Activity: Which lines of the entries contain the word "struct"? Please list them.

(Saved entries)

□ □ □ □ □ □ □

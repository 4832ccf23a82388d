//! # Keygen Subcommand
//!
//! Generates an Ed25519 signing seed in the hex form `SIGNING_KEY_HEX`
//! expects, and prints the matching public key.

use anyhow::Result;
use clap::Args;
use rand_core::{OsRng, RngCore};
use zeroize::Zeroizing;

use chaintrain_core::to_hex;
use chaintrain_crypto::Ed25519KeyPair;

/// Arguments for the keygen subcommand.
#[derive(Args, Debug)]
pub struct KeygenArgs {
    /// Print only the seed, for piping into an env file.
    #[arg(long)]
    pub seed_only: bool,
}

/// A freshly generated key. The seed is wiped on drop.
pub struct GeneratedKey {
    pub seed_hex: Zeroizing<String>,
    pub public_key_hex: String,
}

/// Generate a random seed and derive its public key.
pub fn generate() -> GeneratedKey {
    let mut seed = Zeroizing::new([0u8; 32]);
    OsRng.fill_bytes(&mut seed[..]);
    let key = Ed25519KeyPair::from_seed(&seed);
    GeneratedKey {
        seed_hex: Zeroizing::new(to_hex(&seed[..])),
        public_key_hex: key.public_key().to_hex(),
    }
}

/// Execute the keygen subcommand.
pub fn run_keygen(args: &KeygenArgs) -> Result<u8> {
    let key = generate();
    if args.seed_only {
        println!("{}", key.seed_hex.as_str());
    } else {
        println!("SIGNING_KEY_HEX={}", key.seed_hex.as_str());
        println!("# public key: {}", key.public_key_hex);
    }
    Ok(0)
}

□ □ □ □ □ □ □

Answer below:
pub struct KeygenArgs {
pub struct GeneratedKey {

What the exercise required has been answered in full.